Life really is all about social perception. People tend to base their views of you almost entirely upon the way you present yourself to the rest of the world. Something I've come to realise is that you are, to most everyone you'll ever know, the facade you choose to display rather than the person you really are underneath that facade. Most people will never see beyond the facade you put up, and it's rather sad actually.
Truth be told, I've been amazed by the misconceptions people have had of me simply because of the way I carry myself socially. If you carry yourself with confidence, and you're slightly successful in a certain sense, some people tend to automatically assume that you're far more successful than you really are.
Resignation: Sanity's refuge, I presume?
This is a manifestation of me, of who I am, of my thoughts, my dreams, my desires, my life, only all in text. It serves as an outlet, and most importantly, it allows me to laugh at myself.
Sunday, May 23, 2004
Monday, May 17, 2004
For the past few weeks, everything has felt weirdly surreal. Nothing seems quite real, really. For as long as I can recall, I've been feeling this rather odd sensation which I can't really describe, save to say it feels somewhat like nothing I perceive is the way I'd expect to perceive it.
It all feels rather odd. My thoughts feel almost artificial, as if they're only filtering through my mind for processing, rather than being conceived in my mind. Nothing seems right. Everything seems out of place. The only true certainty in my life is change. And the change seems to go hand-in-hand with what I'd say feels like a sort of disbelief upon perception thereof.

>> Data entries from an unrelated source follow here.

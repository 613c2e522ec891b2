//! Application ports (traits) for external dependencies.
//!
//! In hexagonal architecture, ports define interfaces that the application
//! needs from the outside world. Adapters in `layr-adapters` implement these.
//!
//! ## Port Types
//!
//! - **Driven (Output) Ports**: Called by application, implemented by infrastructure
//!   - `Filesystem`: File operations
//!   - `TemplateStore`: Template lookup
//!   - `TemplateRenderer`: Template rendering
//!
//! - **Driving (Input) Ports**: Called by external world, implemented by application
//!   - (Defined in CLI layer, implemented by `ScaffoldService`)

pub mod output;

pub use output::{Filesystem, TemplateRenderer, TemplateStore};

#[cfg(test)]
pub use output::{MockFilesystem, MockTemplateRenderer, MockTemplateStore};
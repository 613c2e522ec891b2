//! Global arguments that apply to every subcommand.
//!
//! Declared here and flattened into [`super::Cli`] so that `-v`, `-q`, etc.
//! are available on any invocation without repetition.

use std::path::PathBuf;

use clap::Args;

/// Global arguments for all commands.
#[derive(Debug, Clone, Args)]
pub struct GlobalArgs {
    /// Increase logging verbosity.
    ///
    /// Pass once for INFO (`-v`), twice for DEBUG (`-vv`), three times for
    /// TRACE (`-vvv`). Conflicts with `--quiet`.
    #[arg(
        short = 'v',
        long = "verbose",
        action = clap::ArgAction::Count,
        global = true,
        help = "Increase verbosity (-v, -vv, -vvv)",
        long_help = "Increase logging verbosity:
    (none)  - Warnings and errors
    -v      - Info level (one line per generation)
    -vv     - Debug level (every file planned and written)
    -vvv    - Trace level (very verbose)"
    )]
    pub verbose: u8,

    /// Suppress all non-error output.
    #[arg(
        short = 'q',
        long = "quiet",
        global = true,
        conflicts_with = "verbose",
        help = "Suppress non-error output"
    )]
    pub quiet: bool,

    /// Disable ANSI colour codes.
    ///
    /// Automatically honoured when `NO_COLOR` is set to any non-empty value
    /// other than a falsey one (see <https://no-color.org>).
    #[arg(
        long = "no-color",
        global = true,
        env = "NO_COLOR",
        action = clap::ArgAction::SetTrue,
        value_parser = clap::builder::FalseyValueParser::new(),
        help = "Disable colored output"
    )]
    pub no_color: bool,

    /// Configuration file path; defaults to the platform config directory.
    #[arg(
        short = 'c',
        long = "config",
        global = true,
        value_name = "FILE",
        help = "Configuration file path"
    )]
    pub config: Option<PathBuf>,

    /// How results are printed. `auto` defers to the config file, then to
    /// whether stdout is a terminal.
    #[arg(
        long = "output-format",
        global = true,
        value_enum,
        default_value = "auto",
        help = "Output format"
    )]
    pub output_format: OutputFormat,
}

/// How the CLI should render its output.
#[derive(Debug, Clone, Copy, Default, PartialEq, Eq, clap::ValueEnum)]
pub enum OutputFormat {
    /// Auto-detect based on terminal.
    #[default]
    Auto,
    /// Human-readable with colors.
    Human,
    /// Plain text without colors.
    Plain,
    /// The generation report as JSON.
    Json,
}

I feel as if I could use a total change of scenery. Life is becoming far too mundane for my liking. While I resolved to dedicate myself to bettering myself in certain ways, I know I'm going to need to counter-balance that dedication with something to de-stress myself. The question is, what's going to do the trick in that regard?

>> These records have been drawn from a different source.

//! Device enumeration, hot-plug detection and port selection.

use std::collections::HashMap;
use std::io::{BufRead, Write};

use midir::{MidiInput, MidiOutput};
use tracing::debug;

use crate::{Error, Result};

#[derive(Debug, Clone, Copy, PartialEq, Eq, Hash)]
pub enum PortKind {
    Input,
    Output,
}

impl PortKind {
    pub fn label(self) -> &'static str {
        match self {
            PortKind::Input => "input",
            PortKind::Output => "output",
        }
    }
}

#[derive(Debug, Clone, Copy, PartialEq, Eq)]
pub enum DeviceState {
    Connected,
    Disconnected,
}

#[derive(Debug, Clone, PartialEq, Eq)]
pub struct DeviceHandle {
    pub id: String,
    pub name: String,
    pub kind: PortKind,
    pub state: DeviceState,
}

impl DeviceHandle {
    pub fn connected(id: impl Into<String>, name: impl Into<String>, kind: PortKind) -> Self {
        Self {
            id: id.into(),
            name: name.into(),
            kind,
            state: DeviceState::Connected,
        }
    }
}

/// Enumerates the devices currently known to the host.
pub trait DeviceRegistry {
    fn inputs(&self) -> Vec<DeviceHandle>;
    fn outputs(&self) -> Vec<DeviceHandle>;
}

/// Registry backed by two midir clients used only for enumeration.
pub struct MidirRegistry {
    midi_in: MidiInput,
    midi_out: MidiOutput,
}

impl MidirRegistry {
    pub fn new() -> Result<Self> {
        Ok(Self {
            midi_in: MidiInput::new("midi-mirror registry")?,
            midi_out: MidiOutput::new("midi-mirror registry")?,
        })
    }
}

impl DeviceRegistry for MidirRegistry {
    fn inputs(&self) -> Vec<DeviceHandle> {
        self.midi_in
            .ports()
            .iter()
            .filter_map(|p| {
                let name = self.midi_in.port_name(p).ok()?;
                Some(DeviceHandle::connected(p.id(), name, PortKind::Input))
            })
            .collect()
    }

    fn outputs(&self) -> Vec<DeviceHandle> {
        self.midi_out
            .ports()
            .iter()
            .filter_map(|p| {
                let name = self.midi_out.port_name(p).ok()?;
                Some(DeviceHandle::connected(p.id(), name, PortKind::Output))
            })
            .collect()
    }
}

#[derive(Debug, Clone, PartialEq, Eq)]
pub enum DeviceEvent {
    Connected(DeviceHandle),
    Disconnected(DeviceHandle),
}

impl DeviceEvent {
    pub fn device(&self) -> &DeviceHandle {
        match self {
            DeviceEvent::Connected(d) | DeviceEvent::Disconnected(d) => d,
        }
    }
}

/// Turns successive registry snapshots into connect/disconnect events.
///
/// midir has no hot-plug callback, so the owner calls [`poll`](Self::poll)
/// periodically.
pub struct DeviceWatcher {
    known: HashMap<(PortKind, String), DeviceHandle>,
}

impl DeviceWatcher {
    pub fn new(registry: &impl DeviceRegistry) -> Self {
        Self {
            known: snapshot(registry),
        }
    }

    pub fn poll(&mut self, registry: &impl DeviceRegistry) -> Vec<DeviceEvent> {
        let current = snapshot(registry);
        let mut events = Vec::new();

        for (key, device) in &self.known {
            if !current.contains_key(key) {
                let mut gone = device.clone();
                gone.state = DeviceState::Disconnected;
                events.push(DeviceEvent::Disconnected(gone));
            }
        }
        for (key, device) in &current {
            if !self.known.contains_key(key) {
                events.push(DeviceEvent::Connected(device.clone()));
            }
        }

        if !events.is_empty() {
            debug!(count = events.len(), "device changes detected");
        }
        self.known = current;
        events
    }
}

fn snapshot(registry: &impl DeviceRegistry) -> HashMap<(PortKind, String), DeviceHandle> {
    registry
        .inputs()
        .into_iter()
        .chain(registry.outputs())
        .map(|d| ((d.kind, d.id.clone()), d))
        .collect()
}

/// Select a port. First tries the first port whose name contains `wanted`
/// and differs from `exclude`. If there is no match and only one port, that
/// one is used; otherwise the ports are listed and the user picks one from
/// `prompt`.
pub fn choose_port(
    kind: PortKind,
    ports: &[DeviceHandle],
    wanted: Option<&str>,
    exclude: Option<&str>,
    prompt: &mut impl BufRead,
) -> Result<usize> {
    if ports.is_empty() {
        return Err(Error::NoPorts(kind.label()));
    }

    if let Some(wanted) = wanted.filter(|w| !w.is_empty()) {
        let found = ports
            .iter()
            .position(|p| p.name.contains(wanted) && Some(p.name.as_str()) != exclude);
        if let Some(idx) = found {
            println!("Choosing {} port matching '{}': {}", kind.label(), wanted, ports[idx].name);
            return Ok(idx);
        }
    }

    if ports.len() == 1 {
        println!("Choosing the only available {} port: {}", kind.label(), ports[0].name);
        return Ok(0);
    }

    println!("\nAvailable {} ports:", kind.label());
    for (i, p) in ports.iter().enumerate() {
        println!("{}: {}", i, p.name);
    }
    print!("Please select {} port: ", kind.label());
    std::io::stdout().flush()?;

    let mut choice = String::new();
    prompt.read_line(&mut choice)?;
    match choice.trim().parse::<usize>() {
        Ok(idx) if idx < ports.len() => Ok(idx),
        _ => Err(Error::InvalidSelection(kind.label())),
    }
}

#[cfg(test)]
mod tests {
    use super::*;
    use crate::io::mock::MockRegistry;

    fn ports(names: &[&str]) -> Vec<DeviceHandle> {
        names
            .iter()
            .enumerate()
            .map(|(i, n)| DeviceHandle::connected(i.to_string(), *n, PortKind::Output))
            .collect()
    }

    #[test]
    fn substring_match_wins() {
        let ports = ports(&["Synth", "MRCC 1", "MRCC 2"]);
        let idx = choose_port(PortKind::Output, &ports, Some("MRCC"), None, &mut &b""[..]).unwrap();
        assert_eq!(idx, 1);
    }

    #[test]
    fn substring_match_skips_excluded_name() {
        let ports = ports(&["MRCC 1", "MRCC 2"]);
        let idx =
            choose_port(PortKind::Output, &ports, Some("MRCC"), Some("MRCC 1"), &mut &b""[..]).unwrap();
        assert_eq!(idx, 1);
    }

    #[test]
    fn single_port_is_chosen_without_prompt() {
        let ports = ports(&["Only"]);
        let idx = choose_port(PortKind::Input, &ports, Some("nope"), None, &mut &b""[..]).unwrap();
        assert_eq!(idx, 0);
    }

    #[test]
    fn prompt_selects_by_index() {
        let ports = ports(&["A", "B", "C"]);
        let idx = choose_port(PortKind::Input, &ports, None, None, &mut &b"2\n"[..]).unwrap();
        assert_eq!(idx, 2);
    }

    #[test]
    fn invalid_prompt_answer() {
        let ports = ports(&["A", "B"]);
        let err = choose_port(PortKind::Input, &ports, None, None, &mut &b"7\n"[..]).unwrap_err();
        assert!(matches!(err, Error::InvalidSelection("input")));
        let err = choose_port(PortKind::Input, &ports, None, None, &mut &b"x\n"[..]).unwrap_err();
        assert!(matches!(err, Error::InvalidSelection("input")));
    }

    #[test]
    fn no_ports() {
        let err = choose_port(PortKind::Output, &[], None, None, &mut &b""[..]).unwrap_err();
        assert!(matches!(err, Error::NoPorts("output")));
    }

    #[test]
    fn watcher_reports_changes() {
        let registry = MockRegistry::new();
        registry.plug(DeviceHandle::connected("in-1", "Keys", PortKind::Input));
        registry.plug(DeviceHandle::connected("out-1", "Synth", PortKind::Output));
        let mut watcher = DeviceWatcher::new(&registry);
        assert!(watcher.poll(&registry).is_empty());

        registry.unplug(PortKind::Output, "out-1");
        let events = watcher.poll(&registry);
        assert_eq!(events.len(), 1);
        assert!(matches!(&events[0], DeviceEvent::Disconnected(d)
            if d.name == "Synth" && d.state == DeviceState::Disconnected));

        registry.plug(DeviceHandle::connected("out-1", "Synth", PortKind::Output));
        let events = watcher.poll(&registry);
        assert_eq!(events, vec![DeviceEvent::Connected(DeviceHandle::connected(
            "out-1",
            "Synth",
            PortKind::Output
        ))]);
    }
}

If I think about it, I guess I could say I'm envious of Rob in that he had an awesome month long break in Scotland. Something like that sounds idyllic right now. Just the idea of getting away from everything and everyone sounds so good, I'd jump on any opportunity to do so in a second.
Wednesday, May 12, 2004
It never ceases to amaze me how much of a drain people can be on you. I've had countless people tell me to get a certain someone out of my life. "Get V out of your life, for crying out loud!", they would say. And the reasons they would cite were that she stresses me out, that she has issues, that she's a drain on me, etc, etc....

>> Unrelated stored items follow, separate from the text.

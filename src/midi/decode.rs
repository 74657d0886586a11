//! Human readable decoding of raw MIDI messages.
//!
//! [`decode`] is total: every byte sequence maps to a [`MidiMessage`], with
//! [`MidiMessage::Raw`] as the fallback whenever the length does not match
//! what the status byte announces.

use std::fmt;

use super::{hex_dump, note_name};

/// Channel message kinds, keyed by the high nibble of the status byte.
#[derive(Debug, Clone, Copy, PartialEq, Eq)]
pub enum MessageType {
    NoteOff,
    NoteOn,
    PolyKeyPressure,
    ControlChange,
    ProgramChange,
    ChannelPressure,
    PitchBend,
    System,
}

impl MessageType {
    /// Returns `None` for data bytes (high bit clear).
    pub fn from_status(status: u8) -> Option<Self> {
        match status & 0xF0 {
            0x80 => Some(MessageType::NoteOff),
            0x90 => Some(MessageType::NoteOn),
            0xA0 => Some(MessageType::PolyKeyPressure),
            0xB0 => Some(MessageType::ControlChange),
            0xC0 => Some(MessageType::ProgramChange),
            0xD0 => Some(MessageType::ChannelPressure),
            0xE0 => Some(MessageType::PitchBend),
            0xF0 => Some(MessageType::System),
            _ => None,
        }
    }

    pub fn is_note(self) -> bool {
        matches!(self, MessageType::NoteOn | MessageType::NoteOff)
    }
}

/// System common and real-time messages, keyed by the low nibble.
#[derive(Debug, Clone, Copy, PartialEq, Eq)]
pub enum SystemMessage {
    SysEx,
    TimeCodeQuarterFrame { message_type: u8, value: u8 },
    SongPointer { position: i32 },
    SongSelect { song: u8 },
    TuneRequest,
    EndOfSysEx,
    Clock,
    Start,
    Continue,
    Stop,
    ActiveSensing,
    Reset,
}

/// A decoded MIDI message. Channels are stored 0-based and displayed 1-based.
#[derive(Debug, Clone, PartialEq, Eq)]
pub enum MidiMessage {
    Empty,
    NoteOff { channel: u8, note: u8, velocity: u8 },
    NoteOn { channel: u8, note: u8, velocity: u8 },
    PolyKeyPressure { channel: u8, note: u8, pressure: u8 },
    ControlChange { channel: u8, controller: u8, value: u8 },
    ProgramChange { channel: u8, program: u8 },
    ChannelPressure { channel: u8, pressure: u8 },
    PitchBend { channel: u8, bend: i32 },
    System(SystemMessage),
    Raw(Vec<u8>),
}

/// Combines two 7-bit data bytes, least significant first.
fn fourteen_bit(lsb: u8, msb: u8) -> i32 {
    ((msb as i32) << 7) | lsb as i32
}

pub fn decode(data: &[u8]) -> MidiMessage {
    let Some(&status) = data.first() else {
        return MidiMessage::Empty;
    };
    let Some(kind) = MessageType::from_status(status) else {
        return MidiMessage::Raw(data.to_vec());
    };
    let channel = status & 0x0F;

    match (kind, data) {
        (MessageType::NoteOff, &[_, note, velocity]) => MidiMessage::NoteOff {
            channel,
            note,
            velocity,
        },
        (MessageType::NoteOn, &[_, note, velocity]) => MidiMessage::NoteOn {
            channel,
            note,
            velocity,
        },
        (MessageType::PolyKeyPressure, &[_, note, pressure]) => MidiMessage::PolyKeyPressure {
            channel,
            note,
            pressure,
        },
        (MessageType::ControlChange, &[_, controller, value]) => MidiMessage::ControlChange {
            channel,
            controller,
            value,
        },
        (MessageType::ProgramChange, &[_, program]) => {
            MidiMessage::ProgramChange { channel, program }
        }
        (MessageType::ChannelPressure, &[_, pressure]) => {
            MidiMessage::ChannelPressure { channel, pressure }
        }
        (MessageType::PitchBend, &[_, lsb, msb]) => MidiMessage::PitchBend {
            channel,
            bend: fourteen_bit(lsb, msb) - 0x2000,
        },
        (MessageType::System, _) => decode_system(status, data),
        _ => MidiMessage::Raw(data.to_vec()),
    }
}

fn decode_system(status: u8, data: &[u8]) -> MidiMessage {
    let message = match (status & 0x0F, data) {
        // Sysex payloads are opaque, any length is accepted.
        (0x0, _) => SystemMessage::SysEx,
        (0x1, &[_, b]) => SystemMessage::TimeCodeQuarterFrame {
            message_type: b >> 4,
            value: b & 0x0F,
        },
        (0x2, &[_, lsb, msb]) => SystemMessage::SongPointer {
            position: fourteen_bit(lsb, msb) - 0x2000,
        },
        (0x3, &[_, song]) => SystemMessage::SongSelect { song },
        (0x6, &[_]) => SystemMessage::TuneRequest,
        (0x7, &[_]) => SystemMessage::EndOfSysEx,
        (0x8, &[_]) => SystemMessage::Clock,
        (0xA, &[_]) => SystemMessage::Start,
        (0xB, &[_]) => SystemMessage::Continue,
        (0xC, &[_]) => SystemMessage::Stop,
        (0xE, &[_]) => SystemMessage::ActiveSensing,
        (0xF, &[_]) => SystemMessage::Reset,
        _ => return MidiMessage::Raw(data.to_vec()),
    };
    MidiMessage::System(message)
}

/// Returns the string version of the raw MIDI data.
pub fn format_midi_data(data: &[u8]) -> String {
    decode(data).to_string()
}

impl fmt::Display for SystemMessage {
    fn fmt(&self, f: &mut fmt::Formatter<'_>) -> fmt::Result {
        f.write_str("[sys] ")?;
        match *self {
            SystemMessage::SysEx => f.write_str("sysex"),
            SystemMessage::TimeCodeQuarterFrame {
                message_type,
                value,
            } => write!(f, "time-code-quarter-frame mt:{} v:{}", message_type, value),
            SystemMessage::SongPointer { position } => write!(f, "song-pointer pos:{}", position),
            SystemMessage::SongSelect { song } => write!(f, "song-select song:{}", song),
            SystemMessage::TuneRequest => f.write_str("tune-request"),
            SystemMessage::EndOfSysEx => f.write_str("end-of-sysex"),
            SystemMessage::Clock => f.write_str("clock"),
            SystemMessage::Start => f.write_str("start"),
            SystemMessage::Continue => f.write_str("continue"),
            SystemMessage::Stop => f.write_str("stop"),
            SystemMessage::ActiveSensing => f.write_str("active-sensing"),
            SystemMessage::Reset => f.write_str("reset"),
        }
    }
}

impl fmt::Display for MidiMessage {
    fn fmt(&self, f: &mut fmt::Formatter<'_>) -> fmt::Result {
        match self {
            MidiMessage::Empty => f.write_str("<empty>"),
            MidiMessage::NoteOff {
                channel,
                note,
                velocity,
            } => write!(
                f,
                "[{}] note-off {} v:{}",
                channel + 1,
                note_name(*note as i16),
                velocity
            ),
            MidiMessage::NoteOn {
                channel,
                note,
                velocity,
            } => write!(
                f,
                "[{}] note-on  {} v:{}",
                channel + 1,
                note_name(*note as i16),
                velocity
            ),
            MidiMessage::PolyKeyPressure {
                channel,
                note,
                pressure,
            } => write!(
                f,
                "[{}] poly-key-pressure {} p:{}",
                channel + 1,
                note_name(*note as i16),
                pressure
            ),
            MidiMessage::ControlChange {
                channel,
                controller,
                value,
            } => write!(
                f,
                "[{}] control-change c:{} v:{}",
                channel + 1,
                controller,
                value
            ),
            MidiMessage::ProgramChange { channel, program } => {
                write!(f, "[{}] program-change {}", channel + 1, program)
            }
            MidiMessage::ChannelPressure { channel, pressure } => {
                write!(f, "[{}] channel-pressure p:{}", channel + 1, pressure)
            }
            MidiMessage::PitchBend { channel, bend } => {
                write!(f, "[{}] pitch-bend b:{}", channel + 1, bend)
            }
            MidiMessage::System(message) => fmt::Display::fmt(message, f),
            MidiMessage::Raw(data) => f.write_str(&hex_dump(data)),
        }
    }
}

#[cfg(test)]
mod tests {
    use super::*;
    use proptest::prelude::*;

    #[test]
    fn empty_input() {
        assert_eq!(format_midi_data(&[]), "<empty>");
    }

    #[test]
    fn note_on_with_channel_and_name() {
        let text = format_midi_data(&[0x9C, 60, 100]);
        assert_eq!(text, "[13] note-on  C4 v:100");
        assert!(text.contains("C4"));
        assert!(text.contains("v:100"));
    }

    #[test]
    fn note_off() {
        assert_eq!(format_midi_data(&[0x80, 64, 0]), "[1] note-off E4 v:0");
    }

    #[test]
    fn note_on_with_wrong_length_is_hex() {
        assert_eq!(format_midi_data(&[0x90, 0x3C]), "90 3C");
        assert_eq!(format_midi_data(&[0x90, 0x3C, 0x40, 0x00]), "90 3C 40 00");
    }

    #[test]
    fn channel_messages() {
        assert_eq!(
            format_midi_data(&[0xA1, 61, 20]),
            "[2] poly-key-pressure C#4 p:20"
        );
        assert_eq!(
            format_midi_data(&[0xB0, 7, 100]),
            "[1] control-change c:7 v:100"
        );
        assert_eq!(format_midi_data(&[0xC5, 12]), "[6] program-change 12");
        assert_eq!(format_midi_data(&[0xDF, 90]), "[16] channel-pressure p:90");
        assert_eq!(format_midi_data(&[0xC5, 12, 0]), "C5 0C 00");
    }

    #[test]
    fn pitch_bend_is_signed() {
        assert_eq!(format_midi_data(&[0xE0, 0x00, 0x40]), "[1] pitch-bend b:0");
        assert_eq!(format_midi_data(&[0xE0, 0x7F, 0x7F]), "[1] pitch-bend b:8191");
        assert_eq!(format_midi_data(&[0xE0, 0x00, 0x00]), "[1] pitch-bend b:-8192");
    }

    #[test]
    fn system_messages() {
        assert_eq!(format_midi_data(&[0xF0, 0x7E, 0x01, 0xF7]), "[sys] sysex");
        assert_eq!(
            format_midi_data(&[0xF1, 0x35]),
            "[sys] time-code-quarter-frame mt:3 v:5"
        );
        assert_eq!(
            format_midi_data(&[0xF2, 0x00, 0x01]),
            "[sys] song-pointer pos:-8064"
        );
        assert_eq!(
            format_midi_data(&[0xF2, 0x00, 0x00]),
            "[sys] song-pointer pos:-8192"
        );
        assert_eq!(
            format_midi_data(&[0xF2, 0x7F, 0x7F]),
            "[sys] song-pointer pos:8191"
        );
        assert_eq!(format_midi_data(&[0xF3, 4]), "[sys] song-select song:4");
        assert_eq!(format_midi_data(&[0xF6]), "[sys] tune-request");
        assert_eq!(format_midi_data(&[0xF7]), "[sys] end-of-sysex");
        assert_eq!(format_midi_data(&[0xF8]), "[sys] clock");
        assert_eq!(format_midi_data(&[0xFA]), "[sys] start");
        assert_eq!(format_midi_data(&[0xFB]), "[sys] continue");
        assert_eq!(format_midi_data(&[0xFC]), "[sys] stop");
        assert_eq!(format_midi_data(&[0xFE]), "[sys] active-sensing");
        assert_eq!(format_midi_data(&[0xFF]), "[sys] reset");
    }

    #[test]
    fn system_length_mismatch_and_undefined_are_hex() {
        assert_eq!(format_midi_data(&[0xF8, 0x00]), "F8 00");
        assert_eq!(format_midi_data(&[0xF2, 0x01]), "F2 01");
        assert_eq!(format_midi_data(&[0xF4]), "F4");
        assert_eq!(format_midi_data(&[0xFD]), "FD");
    }

    #[test]
    fn data_byte_as_status_is_hex() {
        assert_eq!(format_midi_data(&[0x3C, 0x40, 0x00]), "3C 40 00");
        assert_eq!(decode(&[0x7F]), MidiMessage::Raw(vec![0x7F]));
    }

    #[test]
    fn structured_form() {
        assert_eq!(
            decode(&[0x91, 60, 1]),
            MidiMessage::NoteOn {
                channel: 1,
                note: 60,
                velocity: 1
            }
        );
        assert_eq!(
            decode(&[0xF1, 0x21]),
            MidiMessage::System(SystemMessage::TimeCodeQuarterFrame {
                message_type: 2,
                value: 1
            })
        );
        assert!(MessageType::from_status(0x85).is_some_and(MessageType::is_note));
        assert!(!MessageType::from_status(0xB0).is_some_and(MessageType::is_note));
    }

    #[test]
    fn every_short_sequence_decodes() {
        for a in 0..=255u8 {
            assert!(!format_midi_data(&[a]).is_empty());
            for b in [0u8, 0x3C, 0x7F, 0x80, 0xFF] {
                assert!(!format_midi_data(&[a, b]).is_empty());
                assert!(!format_midi_data(&[a, b, b]).is_empty());
            }
        }
    }

    proptest! {
        #[test]
        fn decode_is_total(data in prop::collection::vec(any::<u8>(), 0..=4)) {
            let text = format_midi_data(&data);
            prop_assert!(!text.is_empty());
        }

        #[test]
        fn mismatched_note_lengths_fall_back_to_hex(
            status in 0x80u8..=0x9F,
            data in prop::collection::vec(0u8..=0x7F, 0..=3)
                .prop_filter("not a 3 byte message", |d| d.len() != 2),
        ) {
            let mut bytes = vec![status];
            bytes.extend(data);
            prop_assert_eq!(format_midi_data(&bytes), hex_dump(&bytes));
        }
    }
}
//! `config.json`: remembered ports and logging preference.

use std::fs;
use std::path::Path;
use std::time::Duration;

use serde::{Deserialize, Serialize};
use tracing::debug;

use crate::Result;

pub const CONFIG_FILE: &str = "config.json";

fn default_poll_interval_ms() -> u64 {
    500
}

fn default_true() -> bool {
    true
}

/// Where relay diagnostics go.
#[derive(Debug, Clone, Copy, Default, PartialEq, Eq, Serialize, Deserialize)]
#[serde(rename_all = "lowercase")]
pub enum DiagnosticsOutput {
    /// Timestamped, colored lines on stdout.
    #[default]
    Console,
    /// `tracing` events, filtered by `RUST_LOG` like the rest of the logs.
    Tracing,
}

#[derive(Debug, Clone, PartialEq, Eq, Serialize, Deserialize)]
pub struct Config {
    /// Substring of the input port name to pick without asking.
    #[serde(default)]
    pub input_port: Option<String>,
    /// Substring of the output port name to pick without asking.
    #[serde(default)]
    pub output_port: Option<String>,
    #[serde(default)]
    pub log_midi_events: bool,
    #[serde(default = "default_true")]
    pub report_dropped_notes: bool,
    /// How often the device list is checked for hot-plug changes.
    #[serde(default = "default_poll_interval_ms")]
    pub poll_interval_ms: u64,
    #[serde(default)]
    pub diagnostics: DiagnosticsOutput,
}

impl Default for Config {
    fn default() -> Self {
        Self {
            input_port: None,
            output_port: None,
            log_midi_events: false,
            report_dropped_notes: true,
            poll_interval_ms: default_poll_interval_ms(),
            diagnostics: DiagnosticsOutput::Console,
        }
    }
}

impl Config {
    /// Reads the config, falling back to defaults when the file is missing.
    pub fn load(path: &Path) -> Result<Self> {
        if !path.exists() {
            debug!(path = %path.display(), "no config file, using defaults");
            return Ok(Self::default());
        }
        let text = fs::read_to_string(path)?;
        Ok(serde_json::from_str(&text)?)
    }

    pub fn save(&self, path: &Path) -> Result<()> {
        fs::write(path, serde_json::to_string_pretty(self)?)?;
        Ok(())
    }

    pub fn poll_interval(&self) -> Duration {
        Duration::from_millis(self.poll_interval_ms.max(10))
    }
}

#[cfg(test)]
mod tests {
    use super::*;

    #[test]
    fn missing_fields_use_defaults() {
        let config: Config = serde_json::from_str(r#"{ "input_port": "MRCC" }"#).unwrap();
        assert_eq!(config.input_port.as_deref(), Some("MRCC"));
        assert_eq!(config.output_port, None);
        assert!(!config.log_midi_events);
        assert!(config.report_dropped_notes);
        assert_eq!(config.poll_interval(), Duration::from_millis(500));
        assert_eq!(config.diagnostics, DiagnosticsOutput::Console);
    }

    #[test]
    fn diagnostics_can_go_to_tracing() {
        let config: Config = serde_json::from_str(r#"{ "diagnostics": "tracing" }"#).unwrap();
        assert_eq!(config.diagnostics, DiagnosticsOutput::Tracing);
        assert!(serde_json::from_str::<Config>(r#"{ "diagnostics": "syslog" }"#).is_err());
    }

    #[test]
    fn save_then_load() {
        let path = std::env::temp_dir().join(format!("midi-mirror-{}.json", std::process::id()));
        let config = Config {
            input_port: Some("Keys".to_string()),
            output_port: Some("Synth".to_string()),
            log_midi_events: true,
            ..Config::default()
        };
        config.save(&path).unwrap();
        let loaded = Config::load(&path).unwrap();
        let _ = fs::remove_file(&path);
        assert_eq!(loaded, config);
    }

    #[test]
    fn missing_file_is_default() {
        let path = Path::new("definitely/not/here/config.json");
        assert_eq!(Config::load(path).unwrap(), Config::default());
    }

    #[test]
    fn malformed_file_is_an_error() {
        let path = std::env::temp_dir().join(format!("midi-mirror-bad-{}.json", std::process::id()));
        fs::write(&path, "{ not json").unwrap();
        let result = Config::load(&path);
        let _ = fs::remove_file(&path);
        assert!(matches!(result, Err(crate::Error::Json(_))));
    }
}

So then, isn't it ironic then that A has a tendency to stress me out more than V, especially considering A was also one of the people to tell me to get V out of my life? The two are really very similar, to be honest, except that the one has a tendency to stress me more. So should I apply her advice on Vicky to her? She doesn't want that. I think I see through it now, after I slept on it. It makes more sense.
Sometimes I find myself wishing I was an asshole, so that all this would just go the fuck away.
Thursday, May 06, 2004
To be honest, if I have to think about the one thing in this world that always holds my interest, I would have to say that it is, without a doubt, human nature. We're all driven by certain things. Certain things motivate us to act in certain ways, and somehow, in spite of the sheer number of human beings alive at this very point, we all happen to be unique on some level. Underneath our exteriors, we're all unique in personality and motives, and given that there are over six billion of us, I find that completely fascinating. And we all have our unique little masks.
Have you ever stopped to ask yourself what shaped you as a person? Can you think of any particular events which stand out in your mind as having molded you into who you are today? Do you let people see who you are, or do you put up a facade? Would you even be able to define yourself as a person?
I know I personally can't define myself to the extent that I'd be happy with the description I come up with. Perhaps it's that I'd like to believe that I'm far too complex an individual to simply summarize myself in words, but I know that isn't the case. There actually isn't any aspect of personality that I can't put into words. Maybe it's the fact that I don't truly feel I have any major goals or aspirations in my life that leaves me unwilling to even attempt to summarize the person I am in a few hundred words of text. Whatever the case, it hardly matters.
The idea that sparked this, though, is that I've noticed of late that I've become somewhat guarded. Upon meeting people lately, I tend to analyze them, categorize them, and then proceed to only let them see personality traits of mine that I think they'd identify with or respect. So, if anyone you meet thinks I'm shy, I either met them more than a year ago, or I simply couldn't categorize them quickly.
I'd venture to say this guardedness is good, though. If people can identify with me, and vice versa, then I can come to appreciate common traits we share... traits that I personally perceive to be good ones they possess. It also allows me to be open with them to a fair degree, yet still guard the person I truly am, which is good, if you ask me. So, while I am masking what really makes me tick, I still show off aspects of my personality that I believe certain people can identify with.
And surely it's better to mask yourself in that sense, rather than put on a false facade?